RNA-binding proteins distinguish between similar sequence motifs to promote targeted deadenylation by Ccr4-Not

When a cell needs to make a particular protein, it first copies the instructions from the matching gene into a molecule known as a messenger RNA (or an mRNA for short). A simple way to control the level of protein production is to raise or lower the number of these mRNA messages, and living cells have lots of ways to make this happen. One method involves codes built into the mRNAs themselves, called destabilising motifs. These can attract the attention of a group of proteins called Ccr4-Not, which in turn shorten the end of the mRNAs, preparing them for degradation. But how does Ccr4-Not choose which mRNAs to target?

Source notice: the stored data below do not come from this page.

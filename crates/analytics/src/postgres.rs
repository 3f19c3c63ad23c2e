//! PostgreSQL stats store.

use async_trait::async_trait;
use chrono::{DateTime, Utc};
use common::{EventId, UserId};
use sqlx::Row;
use sqlx::postgres::PgRow;
use storage::{PgSession, PgTx, Result, TxManager};
use uuid::Uuid;

use crate::model::UserStats;
use crate::store::StatsStore;

/// Stats store over PostgreSQL.
#[derive(Clone)]
pub struct PostgresStatsStore {
    session: PgSession,
}

impl PostgresStatsStore {
    pub fn new(session: PgSession) -> Self {
        Self { session }
    }

    /// Runs the database migrations.
    pub async fn run_migrations(&self) -> std::result::Result<(), sqlx::migrate::MigrateError> {
        sqlx::migrate!("../../migrations")
            .run(self.session.pool())
            .await
    }
}

#[async_trait]
impl TxManager for PostgresStatsStore {
    type Tx = PgTx;

    async fn begin(&self) -> Result<PgTx> {
        self.session.begin().await
    }

    async fn commit(&self, tx: PgTx) -> Result<()> {
        self.session.commit(tx).await
    }

    async fn rollback(&self, tx: PgTx) -> Result<()> {
        self.session.rollback(tx).await
    }
}

#[async_trait]
impl StatsStore for PostgresStatsStore {
    async fn is_event_processed(&self, tx: &mut PgTx, event_id: EventId) -> Result<bool> {
        let row: Option<i32> = sqlx::query_scalar("SELECT 1 FROM processed_events WHERE event_id = $1")
            .bind(event_id.as_uuid())
            .fetch_optional(&mut **tx)
            .await?;
        Ok(row.is_some())
    }

    async fn mark_event_processed(&self, tx: &mut PgTx, event_id: EventId) -> Result<()> {
        sqlx::query("INSERT INTO processed_events (event_id, processed_at) VALUES ($1, NOW())")
            .bind(event_id.as_uuid())
            .execute(&mut **tx)
            .await?;
        Ok(())
    }

    async fn apply_bid_placed(
        &self,
        tx: &mut PgTx,
        user_id: UserId,
        amount: i64,
        bid_at: DateTime<Utc>,
    ) -> Result<()> {
        sqlx::query(
            r#"
            INSERT INTO user_stats
                (user_id, total_bids_placed, total_amount_bid, last_bid_at, created_at, updated_at)
            VALUES ($1, 1, $2, $3, NOW(), NOW())
            ON CONFLICT (user_id) DO UPDATE SET
                total_bids_placed = user_stats.total_bids_placed + 1,
                total_amount_bid = user_stats.total_amount_bid + EXCLUDED.total_amount_bid,
                last_bid_at = GREATEST(user_stats.last_bid_at, EXCLUDED.last_bid_at),
                updated_at = NOW()
            "#,
        )
        .bind(user_id.as_uuid())
        .bind(amount)
        .bind(bid_at)
        .execute(&mut **tx)
        .await?;
        Ok(())
    }

    async fn get_user_stats(&self, user_id: UserId) -> Result<Option<UserStats>> {
        let row = sqlx::query(
            r#"
            SELECT user_id, total_bids_placed, total_amount_bid, last_bid_at, created_at, updated_at
            FROM user_stats
            WHERE user_id = $1
            "#,
        )
        .bind(user_id.as_uuid())
        .fetch_optional(self.session.pool())
        .await?;
        row.map(row_to_stats).transpose()
    }
}

fn row_to_stats(row: PgRow) -> Result<UserStats> {
    Ok(UserStats {
        user_id: UserId::from_uuid(row.try_get::<Uuid, _>("user_id")?),
        total_bids_placed: row.try_get("total_bids_placed")?,
        total_amount_bid: row.try_get("total_amount_bid")?,
        last_bid_at: row.try_get("last_bid_at")?,
        created_at: row.try_get("created_at")?,
        updated_at: row.try_get("updated_at")?,
    })
}
//! Bid API server entry point.

use std::sync::Arc;

use analytics::PostgresStatsStore;
use api::{AppState, Config};
use bidding::{BidService, PostgresBidStore};
use storage::PgSession;
use tracing_subscriber::EnvFilter;
use tracing_subscriber::layer::SubscriberExt;
use tracing_subscriber::util::SubscriberInitExt;

#[tokio::main]
async fn main() {
    tracing_subscriber::registry()
        .with(EnvFilter::try_from_default_env().unwrap_or_else(|_| EnvFilter::new("info")))
        .with(tracing_subscriber::fmt::layer())
        .init();

    let prometheus_builder = metrics_exporter_prometheus::PrometheusBuilder::new();
    let metrics_handle = prometheus_builder
        .install_recorder()
        .expect("failed to install Prometheus recorder");

    let config = Config::from_env();
    let session = PgSession::connect(
        config.require_store_url(),
        config.db_max_connections,
        config.lock_timeout,
    )
    .await
    .expect("failed to connect to store");

    let bid_store = PostgresBidStore::new(session.clone());
    bid_store
        .run_migrations()
        .await
        .expect("failed to run migrations");

    let state = Arc::new(AppState {
        bid_service: BidService::new(bid_store),
        stats_store: PostgresStatsStore::new(session),
    });

    let app = api::create_app(state, metrics_handle);

    let addr = config.addr();
    tracing::info!(%addr, "starting bid API server");

    let listener = tokio::net::TcpListener::bind(&addr)
        .await
        .expect("failed to bind address");
    axum::serve(listener, app)
        .with_graceful_shutdown(api::signals::shutdown_signal())
        .await
        .expect("server error");

    tracing::info!("server shut down gracefully");
}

To find out, researchers from Dr Lori Passmore’s group at the MRC Laboratory of Molecular Biology recreated the system in the laboratory using purified molecules. The test-tube system confirmed that a protein called Puf3 forms a bridge between Ccr4-Not and mRNAs. It acts as a tether, recognising a destabilising motif and linking it to Ccr4-Not. Labelling different mRNAs with two colours of fluorescent dye showed how Puf3 helps the cell to choose which to destroy.

Understanding the targets of tethers like Puf3 could help scientists to predict which genes will switch off and when. This could reveal genes that work together, helping to unravel their roles inside cells.

29 Jan 2019